Learning in Action: Boston Public School Students Explore Research at CBR

November 7th, 2025

On Friday, November 7th, the BU Center for Brain Recovery (CBR) welcomed a group of juniors and seniors from various local Boston Public Schools (BPS). In an effort coordinated by BU’s Office of Government & Community Affairs in partnership with BU Admissions, BPS students visited Boston University’s campus, explored BU spaces, and engaged with faculty, staff, and students.

While visiting the Center for Brain Recovery, BPS students learned about four distinct research project methodologies, guided by CBR team members.

Erin Carpenter (PhD Candidate) showcased the fNIRS-EEG cap, a non-invasive method of neuroimaging used to collect real-time brain activity. Erin utilizes this technology in her research [more info about Erin’s research], and BPS students were able to see what the data collection process looks like in practice and how it works.

Erin Carpenter shows the data collection output of the fNIRS-EEG cap.

Erie Shivers (Research Assistant) spoke with BPS students about aphasia— explaining what it is, what can cause it, and how clinicians can assess its severity.
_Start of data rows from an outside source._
use super::data::Person;

/// Detail-view selection: at most one person is opened at a time.
///
/// Activating a card while another person is already open replaces the
/// selection directly, without passing through `Closed`.
#[derive(Debug, Clone, Default, PartialEq)]
pub enum Selection {
    #[default]
    Closed,
    Open(Person),
}

impl Selection {
    /// Open the detail view on this person
    pub fn activate(&mut self, person: Person) {
        *self = Selection::Open(person);
    }

    /// Close the detail view (explicit close or backdrop click)
    pub fn dismiss(&mut self) {
        *self = Selection::Closed;
    }

    /// The currently detailed person, if any
    pub fn current(&self) -> Option<&Person> {
        match self {
            Selection::Open(person) => Some(person),
            Selection::Closed => None,
        }
    }
}

#[cfg(test)]
mod tests {
    use super::*;

    fn person(name: &str) -> Person {
        Person {
            id: name.to_lowercase(),
            name: name.into(),
            country: "MX".into(),
            company: "Acme".into(),
            role: None,
            profile: String::new(),
            short_bio: None,
            image: None,
            honoree: true,
        }
    }

    #[test]
    fn test_starts_closed() {
        assert_eq!(Selection::default(), Selection::Closed);
    }

    #[test]
    fn test_activate_opens() {
        let mut selection = Selection::default();
        selection.activate(person("Ana"));
        assert_eq!(selection.current().map(|p| p.name.as_str()), Some("Ana"));
    }

    #[test]
    fn test_activate_replaces_without_closing() {
        let mut selection = Selection::default();
        selection.activate(person("Ana"));
        selection.activate(person("Beto"));
        assert_eq!(selection.current().map(|p| p.name.as_str()), Some("Beto"));
    }

    #[test]
    fn test_dismiss_closes() {
        let mut selection = Selection::default();
        selection.activate(person("Ana"));
        selection.dismiss();
        assert_eq!(selection, Selection::Closed);
        assert!(selection.current().is_none());
    }
}
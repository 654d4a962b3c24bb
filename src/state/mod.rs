/// State management module
///
/// This module handles all application state, including:
/// - The static nominee dataset and its facet derivations (directory.rs)
/// - Shared data structures (data.rs)
/// - Search and multi-select filter criteria (filter.rs)
/// - The detail-view selection state machine (selection.rs)

pub mod directory;
pub mod data;
pub mod filter;
pub mod selection;
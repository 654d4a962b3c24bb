/// Countdown to the voting deadline
///
/// The snapshot is a pure decomposition of (deadline - now); the ticking
/// itself is driven by an iced time subscription in main.rs, which is only
/// returned while `is_running()` holds so the recurring trigger is released
/// as soon as the deadline passes.

use chrono::{DateTime, Utc};

/// Remaining time split into display units.
/// Hours stay in 0..24, minutes and seconds in 0..60; days are unbounded.
#[derive(Debug, Clone, Copy, Default, PartialEq, Eq)]
pub struct CountdownSnapshot {
    pub days: i64,
    pub hours: i64,
    pub minutes: i64,
    pub seconds: i64,
}

impl CountdownSnapshot {
    /// Decompose the remaining duration between `now` and `deadline`.
    /// A deadline in the past yields the all-zero snapshot, never
    /// negative components.
    pub fn between(deadline: DateTime<Utc>, now: DateTime<Utc>) -> Self {
        let remaining = (deadline - now).num_seconds();
        if remaining <= 0 {
            return Self::default();
        }

        CountdownSnapshot {
            days: remaining / 86_400,
            hours: (remaining / 3_600) % 24,
            minutes: (remaining / 60) % 60,
            seconds: remaining % 60,
        }
    }

    pub fn is_zero(&self) -> bool {
        *self == Self::default()
    }
}

/// Ticking countdown state owned by the app
#[derive(Debug, Clone)]
pub struct Countdown {
    deadline: DateTime<Utc>,
    current: CountdownSnapshot,
}

impl Countdown {
    /// Start a countdown towards `deadline`, computing the first snapshot
    /// immediately so the display is never stale on first render.
    pub fn new(deadline: DateTime<Utc>) -> Self {
        Countdown {
            deadline,
            current: CountdownSnapshot::between(deadline, Utc::now()),
        }
    }

    /// Refresh the snapshot against the current wall clock
    pub fn tick(&mut self) {
        self.current = CountdownSnapshot::between(self.deadline, Utc::now());
    }

    pub fn snapshot(&self) -> CountdownSnapshot {
        self.current
    }

    /// Whether the one-second trigger should stay subscribed
    pub fn is_running(&self) -> bool {
        !self.current.is_zero()
    }
}

#[cfg(test)]
mod tests {
    use super::*;
    use chrono::{Duration, TimeZone};

    fn instant() -> DateTime<Utc> {
        Utc.with_ymd_and_hms(2025, 12, 20, 23, 59, 59).unwrap()
    }

    #[test]
    fn test_five_seconds_left() {
        let deadline = instant();
        let now = deadline - Duration::seconds(5);
        assert_eq!(
            CountdownSnapshot::between(deadline, now),
            CountdownSnapshot {
                days: 0,
                hours: 0,
                minutes: 0,
                seconds: 5
            }
        );
    }

    #[test]
    fn test_full_decomposition() {
        // 90061 s = 1 day, 1 hour, 1 minute, 1 second
        let deadline = instant();
        let now = deadline - Duration::seconds(90_061);
        assert_eq!(
            CountdownSnapshot::between(deadline, now),
            CountdownSnapshot {
                days: 1,
                hours: 1,
                minutes: 1,
                seconds: 1
            }
        );
    }

    #[test]
    fn test_past_deadline_clamps_to_zero() {
        let deadline = instant();
        let now = deadline + Duration::seconds(10);
        let snapshot = CountdownSnapshot::between(deadline, now);
        assert!(snapshot.is_zero());
    }

    #[test]
    fn test_exact_deadline_is_zero() {
        let deadline = instant();
        assert!(CountdownSnapshot::between(deadline, deadline).is_zero());
    }

    #[test]
    fn test_components_stay_in_range() {
        let deadline = instant();
        for offset in [1, 59, 60, 3_599, 3_600, 86_399, 86_400, 1_000_000] {
            let snapshot =
                CountdownSnapshot::between(deadline, deadline - Duration::seconds(offset));
            assert!((0..24).contains(&snapshot.hours));
            assert!((0..60).contains(&snapshot.minutes));
            assert!((0..60).contains(&snapshot.seconds));
            assert!(snapshot.days >= 0);
        }
    }

    #[test]
    fn test_running_stops_at_deadline() {
        let countdown = Countdown::new(Utc::now() - Duration::seconds(1));
        assert!(!countdown.is_running());

        let countdown = Countdown::new(Utc::now() + Duration::days(1));
        assert!(countdown.is_running());
    }
}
Erie demonstrated components of the Western Aphasia Battery (WAB), a comprehensive standardized test used in the field of speech language pathology and at the Center for Brain Recovery to assess language capability.

Erie Shivers demonstrates the WAB picture description task in which clinicians show patients an illustration depicting a scene and ask them to describe it.

Maria Varkanitsa (Assistant Scientific Director) and Michael Scimeca (PhD Candidate) highlighted how the Center for Brain Recovery uses eye-tracking equipment to conduct reading comprehension studies and explained to BPS students how the technology works.

Michael Scimeca describes how to put the eye-tracking equipment on a participant.

Sharon Wang (PhD Student) and Cassie Lee (NLP Research Engineer) presented their current research leveraging artificial intelligence to create a pipeline that automatically generates linguistic features from audio samples of participants. They shared about their progress using machine learning to train models that classify audio samples belonging to aphasia patients, dementia patients, and control participants, with the goal of this work eventually becoming an early, non-invasive diagnostic tool.

Sharon Wang and Cassie Lee explain their current machine learning project.

The CBR team was excited to be able to share an inside look at how our research is conducted and the impact that it has with the students.